Hanuman sees Ravana in the latter’s assembly in all the regal majesty and splendour and is rightly amazed at the extravaganza, the pomp and transparent power of the King of Lanka. Hanuman frankly appreciates the regality and power of Ravana, through the words: ‘aho rUpaM aho dhairyaM aho satvam aho dyutiH’ (V.R. V- 49 – 17). This is not there in Kamban or Tulsi.
When Hanuman was burning the entire Lanka by the flames in his tail, he thinks and regrets he might have burnt Sita also in the process and curses himself. This is in Valmiki, not in Tulsi or Kamban.
On the northern side of the Ocean, after Hanuman returns, the monkey army chiefs discuss whether they should go now and invade Lanka or go north and tell Rama about Sita’s presence in Lanka. This is in Valmiki, not in Tulsi or Kamban.
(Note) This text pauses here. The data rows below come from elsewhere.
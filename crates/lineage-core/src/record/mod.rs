//! Leveled records: the flat stream between raw lines and the graph.

pub mod parser;

pub use parser::{Diagnostic, ParsedRecords, parse_lines, parse_records};

/// One logical `(level, tag, value)` entry of the input.
///
/// A record's `value` may have been assembled from several physical lines
/// (see [`parser`]); `line` is always the line of the header.
#[derive(Debug, Clone, PartialEq, Eq)]
pub struct Record {
    /// Nesting depth; `0` opens a top-level container.
    pub level: u32,
    /// Pointer declared by this record, e.g. `@I1@` on `0 @I1@ INDI`.
    pub xref: Option<String>,
    pub tag: String,
    pub value: Option<String>,
    /// 1-based physical line of the header.
    pub line: usize,
}

impl Record {
    /// The value with surrounding whitespace removed, if any remains.
    #[must_use]
    pub fn trimmed_value(&self) -> Option<&str> {
        self.value.as_deref().map(str::trim).filter(|v| !v.is_empty())
    }
}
On the northern side of the Ocean, when Hanuman returns, he tells the other members of his group about his successful meeting with Sita, but does not tell them, out of modesty, how he fought the Rakshasas and how he set fire to the city of Lanka. This is in Kamban, not in Valmiki or Tulsi.
When reporting to Rama Hanuman says the Rakshasis were put to sleep by his mantras. This is in Kamban, not in Valmiki or Tulsi.
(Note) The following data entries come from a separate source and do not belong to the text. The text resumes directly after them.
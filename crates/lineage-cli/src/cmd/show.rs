//! `lineage show`: display one individual with their immediate family.
//!
//! Accepts an id or a name; names go through the same closest-match
//! resolution as the other commands.

use std::io::Write;

use anyhow::Result;
use clap::Args;
use lineage_core::format::Template;
use lineage_core::{GenealogyGraph, Individual};
use serde::Serialize;

use super::Context;
use crate::output::{pretty_kv, pretty_rule, pretty_section, render_mode};

#[derive(Args, Debug)]
pub struct ShowArgs {
    /// Individual to display: "@I12@" or a name like "Ane Hansdatter".
    pub query: String,

    /// Template for the heading line.
    #[arg(short, long)]
    pub template: Option<String>,
}

/// A relative as listed under an individual.
#[derive(Debug, Serialize)]
pub struct Relative {
    pub id: String,
    pub name: String,
}

/// Full detail as returned in JSON output.
#[derive(Debug, Serialize)]
pub struct ShowIndividual {
    pub id: String,
    pub label: String,
    #[serde(skip_serializing_if = "Option::is_none")]
    pub name: Option<String>,
    #[serde(skip_serializing_if = "Option::is_none")]
    pub gender: Option<String>,
    #[serde(skip_serializing_if = "Option::is_none")]
    pub birth: Option<String>,
    #[serde(skip_serializing_if = "Option::is_none")]
    pub married_name: Option<String>,
    #[serde(skip_serializing_if = "Option::is_none")]
    pub father: Option<Relative>,
    #[serde(skip_serializing_if = "Option::is_none")]
    pub mother: Option<Relative>,
    pub spouses: Vec<Relative>,
    pub children: Vec<Relative>,
    pub occupations: Vec<String>,
}

fn relative(graph: &GenealogyGraph, id: &str) -> Relative {
    Relative {
        id: id.to_string(),
        name: graph
            .get_individual(id)
            .map_or("(not declared)", Individual::display_name)
            .to_string(),
    }
}

fn build_show(graph: &GenealogyGraph, ind: &Individual, label: String) -> ShowIndividual {
    ShowIndividual {
        id: ind.id.clone(),
        label,
        name: ind.name.clone(),
        gender: ind.gender.map(|g| g.as_str().to_string()),
        birth: ind.birth_date.as_ref().map(ToString::to_string),
        married_name: ind.married_name.clone(),
        father: ind.father_id.as_deref().map(|id| relative(graph, id)),
        mother: ind.mother_id.as_deref().map(|id| relative(graph, id)),
        spouses: ind.spouse_ids.iter().map(|id| relative(graph, id)).collect(),
        children: ind.child_ids.iter().map(|id| relative(graph, id)).collect(),
        occupations: ind.occupations.clone(),
    }
}

fn write_relatives(w: &mut dyn Write, heading: &str, people: &[Relative]) -> std::io::Result<()> {
    if people.is_empty() {
        return Ok(());
    }
    writeln!(w)?;
    writeln!(w, "{heading}:")?;
    for p in people {
        writeln!(w, "  {:<10} {}", p.id, p.name)?;
    }
    Ok(())
}

fn render_text(item: &ShowIndividual, w: &mut dyn Write) -> std::io::Result<()> {
    writeln!(w, "{}\t{}", item.id, item.label)?;
    if let Some(ref birth) = item.birth {
        writeln!(w, "birth\t{birth}")?;
    }
    for (key, parent) in [("father", &item.father), ("mother", &item.mother)] {
        if let Some(p) = parent {
            writeln!(w, "{key}\t{}\t{}", p.id, p.name)?;
        }
    }
    for p in &item.spouses {
        writeln!(w, "spouse\t{}\t{}", p.id, p.name)?;
    }
    for p in &item.children {
        writeln!(w, "child\t{}\t{}", p.id, p.name)?;
    }
    for occupation in &item.occupations {
        writeln!(w, "occupation\t{occupation}")?;
    }
    Ok(())
}

fn render_pretty(item: &ShowIndividual, w: &mut dyn Write) -> std::io::Result<()> {
    pretty_section(w, &format!("{}  {}", item.id, item.label))?;
    pretty_kv(w, "name", item.name.as_deref().unwrap_or("-"))?;
    pretty_kv(w, "gender", item.gender.as_deref().unwrap_or("-"))?;
    pretty_kv(w, "birth", item.birth.as_deref().unwrap_or("-"))?;
    if let Some(ref married) = item.married_name {
        pretty_kv(w, "married", married)?;
    }
    if let Some(ref father) = item.father {
        pretty_kv(w, "father", format!("{} {}", father.id, father.name))?;
    }
    if let Some(ref mother) = item.mother {
        pretty_kv(w, "mother", format!("{} {}", mother.id, mother.name))?;
    }
    if !item.occupations.is_empty() {
        pretty_kv(w, "occupation", item.occupations.join(", "))?;
    }
    write_relatives(w, "Spouses", &item.spouses)?;
    write_relatives(w, "Children", &item.children)?;
    pretty_rule(w)
}

pub fn run_show(args: &ShowArgs, ctx: &Context<'_>) -> Result<()> {
    let loaded = ctx.load()?;
    let graph = &loaded.graph;
    let ind = ctx.resolve(graph, "individual", &args.query)?;

    let template = Template::parse(
        args.template
            .as_deref()
            .unwrap_or(&ctx.config.format.template),
    );
    let label = template.render(ind, &ctx.config.format.unknown);
    let item = build_show(graph, ind, label);

    render_mode(ctx.output, &item, render_text, render_pretty)
}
Kamban delicately handles the way Hanuman breaks the news of his successful mission to Rama in a deftly manner. Before he even begins to talk Hanuman, as soon as he reaches Rama’s location, he turns in the southern direction and bows down with hands joined above his head. This itself indicated to Rama that Hanuman must have seen Sita! This is not in Valmiki or Tulsi.
To know Kamban and live along with him in his imaginary excursions of fantasy, it is not possible by those who are only familiar with either Valmiki or Tulsi. Do you want to see before you the war between Hanuman on the one side and the Rakshasas on the other, in all its thrilling ups and downs? Do you want to see Lanka burning before your very eyes? Do you want to have a portrait of Rama for you to draw it minutely? Do you want to witness the gigantic ViSva-rUpa of Hanuman? Do you want to enjoy the literary heights of excellences of poetry, where the ‘what’ is indifferent and the ‘how’ is what matters much? Read Kamban!
Do you want to immerse yourself in the depths of devotion to God? Do you want to be mesmerised by the infinite splendour and compassion of Lord Shri Rama and Devi Shri Sita? Read Tulsi.
Do you want Hanuman to speak to you in person about his thoughts and vacillations? Do you want to shed tears at the suffering the spotless Sita underwent? Do you want to experience the drama of your own monkeyish mind play tricks with you? Do you want to keep reading an endless epic without being tired out? Do you want to participate in questions of dharma and adharma from great souls like Vibhishana and Hanuman? Go to Valmiki.
Each complements the other two.
Indeed these are three priceless gems
that can be treasured from
the ocean of Indian religious literature.